-- What to produce --
Here the job is to return only the lines of the material, exactly, from the first one to the line with "-> Result<Option<WifiCredentials>, CredentialError>;".

*** Dataset extract ***

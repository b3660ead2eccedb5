//! Network credential store.
//!
//! A tiny key/value table in SQLite. Same durability settings as every other
//! on-device database: WAL, synchronous=FULL, integrity check at open.

use std::path::Path;

use at_protocol::WifiCredentials;
use rusqlite::{Connection, OptionalExtension, params};

const KEY_WIFI_SSID: &str = "wifi_ssid";
const KEY_WIFI_PASSWORD: &str = "wifi_password";

#[derive(Debug, thiserror::Error)]
pub enum CredentialError {
    #[error("SQLite error: {0}")]
    Sqlite(#[from] rusqlite::Error),
    #[error("integrity check failed: {0}")]
    IntegrityCheckFailed(String),
}

pub trait CredentialStore: Send {
    fn load_wifi(&self) -> Result<Option<WifiCredentials>, CredentialError>;

    fn save_wifi(&mut self, creds: &WifiCredentials) -> Result<(), CredentialError>;

    /// Forget everything. Used by factory reset.
    fn clear(&mut self) -> Result<(), CredentialError>;
}

pub struct SqliteCredentialStore {
    conn: Connection,
}

impl SqliteCredentialStore {
    pub fn open(path: &Path) -> Result<Self, CredentialError> {
        if let Some(parent) = path.parent().filter(|p| !p.as_os_str().is_empty()) {
            // Connection::open reports the real error if this fails.
            let _ = std::fs::create_dir_all(parent);
        }
        Self::init(Connection::open(path)?)
    }

    pub fn open_in_memory() -> Result<Self, CredentialError> {
        Self::init(Connection::open_in_memory()?)
    }

    fn init(conn: Connection) -> Result<Self, CredentialError> {
        conn.execute_batch(
            "PRAGMA journal_mode=WAL;
             PRAGMA synchronous=FULL;",
        )?;
        let result: String = conn.pragma_query_value(None, "integrity_check", |row| row.get(0))?;
        if result != "ok" {
            return Err(CredentialError::IntegrityCheckFailed(result));
        }
        conn.execute_batch(include_str!("schema.sql"))?;
        Ok(Self { conn })
    }

    fn get(&self, key: &str) -> Result<Option<String>, CredentialError> {
        Ok(self
            .conn
            .query_row(
                "SELECT value FROM settings WHERE key = ?1",
                params![key],
                |row| row.get(0),
            )
            .optional()?)
    }
}

impl CredentialStore for SqliteCredentialStore {
    fn load_wifi(&self) -> Result<Option<WifiCredentials>, CredentialError> {
        let Some(ssid) = self.get(KEY_WIFI_SSID)? else {
            return Ok(None);
        };
        let password = self.get(KEY_WIFI_PASSWORD)?.unwrap_or_default();
        Ok(Some(WifiCredentials { ssid, password }))
    }

    fn save_wifi(&mut self, creds: &WifiCredentials) -> Result<(), CredentialError> {
        let now = at_protocol::timestamp_now();
        let tx = self.conn.transaction()?;
        for (key, value) in [
            (KEY_WIFI_SSID, creds.ssid.as_str()),
            (KEY_WIFI_PASSWORD, creds.password.as_str()),
        ] {
            tx.execute(
                "INSERT INTO settings (key, value, updated_at) VALUES (?1, ?2, ?3)
                 ON CONFLICT(key) DO UPDATE SET value = excluded.value,
                                                updated_at = excluded.updated_at",
                params![key, value, now],
            )?;
        }
        tx.commit()?;
        Ok(())
    }

    fn clear(&mut self) -> Result<(), CredentialError> {
        self.conn.execute("DELETE FROM settings", [])?;
        Ok(())
    }
}

#[cfg(test)]
mod tests {
    use super::*;

    fn creds(ssid: &str, password: &str) -> WifiCredentials {
        WifiCredentials {
            ssid: ssid.to_owned(),
            password: password.to_owned(),
        }
    }

    #[test]
    fn empty_store_has_no_wifi() {
        let store = SqliteCredentialStore::open_in_memory().unwrap();
        assert_eq!(store.load_wifi().unwrap(), None);
    }

    #[test]
    fn save_overwrites_previous_credentials() {
        let mut store = SqliteCredentialStore::open_in_memory().unwrap();
        store.save_wifi(&creds("office", "one")).unwrap();
        store.save_wifi(&creds("office-5g", "two")).unwrap();
        assert_eq!(store.load_wifi().unwrap(), Some(creds("office-5g", "two")));
    }

    #[test]
    fn credentials_persist_across_reopen_and_clear_forgets_them() {
        let dir = tempfile::tempdir().unwrap();
        let path = dir.path().join("state").join("credentials.sqlite3");
        {
            let mut store = SqliteCredentialStore::open(&path).unwrap();
            store.save_wifi(&creds("gym", "secret")).unwrap();
        }
        let mut store = SqliteCredentialStore::open(&path).unwrap();
        assert_eq!(store.load_wifi().unwrap(), Some(creds("gym", "secret")));
        store.clear().unwrap();
        assert_eq!(store.load_wifi().unwrap(), None);
    }
}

*** End of Dataset extract ***

-- Output below --
repository b3660ead2eccedb5
//! Network credential store.
//!
//! A tiny key/value table in SQLite. Same durability settings as every other
//! on-device database: WAL, synchronous=FULL, integrity check at open.

use std::path::Path;

use at_protocol::WifiCredentials;
use rusqlite::{Connection, OptionalExtension, params};

const KEY_WIFI_SSID: &str = "wifi_ssid";
const KEY_WIFI_PASSWORD: &str = "wifi_password";

#[derive(Debug, thiserror::Error)]
pub enum CredentialError {
    #[error("SQLite error: {0}")]
    Sqlite(#[from] rusqlite::Error),
    #[error("integrity check failed: {0}")]
    IntegrityCheckFailed(String),
}

pub trait CredentialStore: Send {
    fn load_wifi(&self) -> Result<Option<WifiCredentials>, CredentialError>;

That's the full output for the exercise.